Examine the material below and count the lines that hold the word "crate". Report only the number.

| DATA RECORDS |
____

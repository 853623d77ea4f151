//! Text rendering of the board and the event log.

use std::fmt::Write as _;

use sundial_core::{
    CellCoord, ChantEndReason, Direction, DoorType, Event, GridObjectKind, MoveOutcome,
};
use sundial_world::{query, World};

/// Draws the board with the top row first.
pub(crate) fn board(world: &World) -> String {
    let Some((width, height)) = query::grid_size(world) else {
        return String::from("(no level loaded)\n");
    };
    let width = i32::try_from(width).unwrap_or(i32::MAX);
    let height = i32::try_from(height).unwrap_or(i32::MAX);
    let path = query::chant_path(world);
    let ghosts = query::ghost_statue_view(world).into_vec();

    let mut out = String::new();
    for y in (0..height).rev() {
        for x in 0..width {
            let cell = CellCoord::new(x, y);
            let glyph = match query::kind_at(world, cell) {
                Some(GridObjectKind::Player) => '@',
                Some(GridObjectKind::Wall) => '#',
                Some(GridObjectKind::Obstacle) => 'o',
                Some(GridObjectKind::Statue) => {
                    statue_glyph(query::facing_at(world, cell).unwrap_or(Direction::Up))
                }
                Some(GridObjectKind::GhostStatue) => {
                    let destroyed = ghosts
                        .iter()
                        .any(|ghost| ghost.cell == cell && ghost.destroyed);
                    if destroyed {
                        'g'
                    } else {
                        'G'
                    }
                }
                Some(GridObjectKind::Scroll) => '?',
                Some(GridObjectKind::Door) => match query::door_at(world, cell) {
                    Some(door) if door.door_type == DoorType::BeginDoor => 'B',
                    Some(door) if door.powered || !door.blocks_movement => 'd',
                    _ => 'D',
                },
                Some(
                    GridObjectKind::Ground | GridObjectKind::SpawnPoint | GridObjectKind::Void,
                )
                | None => {
                    if query::is_void(world, cell) {
                        '~'
                    } else if path.iter().any(|node| node.coord == cell) {
                        '*'
                    } else {
                        '.'
                    }
                }
            };
            out.push(glyph);
        }
        out.push('\n');
    }
    out
}

fn statue_glyph(facing: Direction) -> char {
    match facing {
        Direction::Up => '^',
        Direction::Down => 'v',
        Direction::Left => '<',
        Direction::Right => '>',
    }
}

/// One-line description of events worth showing to the player.
pub(crate) fn describe(event: &Event) -> Option<String> {
    let line = match event {
        Event::LevelLoaded { name, dialogue, .. } => {
            let mut line = format!("== {name} ==");
            if let Some(dialogue) = dialogue {
                let _ = write!(line, "\n{dialogue}");
            }
            line
        }
        Event::ScrollCollected { dialogue } => match dialogue {
            Some(dialogue) => format!("You picked up the scroll: \"{dialogue}\""),
            None => String::from("You picked up the scroll."),
        },
        Event::PlayerMoveResolved {
            outcome: MoveOutcome::Blocked,
            direction,
        } => format!("Something blocks the way {direction:?}."),
        Event::StatuePushed { to, .. } => format!("The statue slides to {to}."),
        Event::StatueRotated { at, facing, .. } => {
            format!("The statue at {at} turns {facing:?}.")
        }
        Event::ChantEnded { reason, .. } => match reason {
            ChantEndReason::Absorbed { at, kind } => {
                format!("The chant fades into the {kind:?} at {at}.")
            }
            ChantEndReason::LeftGrid => String::from("The chant drifts beyond the walls."),
            ChantEndReason::StepCeiling => String::from("The chant loses itself in echoes."),
            ChantEndReason::Cancelled | ChantEndReason::AttemptEnded => return None,
        },
        Event::GhostStatueDestroyed { at, .. } => {
            format!("The ghost statue at {at} crumbles.")
        }
        Event::DoorPowered { at } => format!("The door at {at} hums with power."),
        Event::DoorOpened {
            door_type: DoorType::BeginDoor,
            ..
        } => String::from("Behind you, the first door swings open."),
        Event::DoorOpened { at, .. } => format!("The door at {at} opens."),
        Event::InteractionRejected { reason } => format!("{reason}."),
        Event::GameOver { reason } => format!("Game over: {reason}. Press r to retry."),
        Event::LevelComplete => String::from("Level complete! Press n for the next level."),
        Event::TrueEndingUnlocked => String::from("The sundial turns full circle."),
        _ => return None,
    };
    Some(line)
}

____

| RESULT OF THIS EXERCISE |
2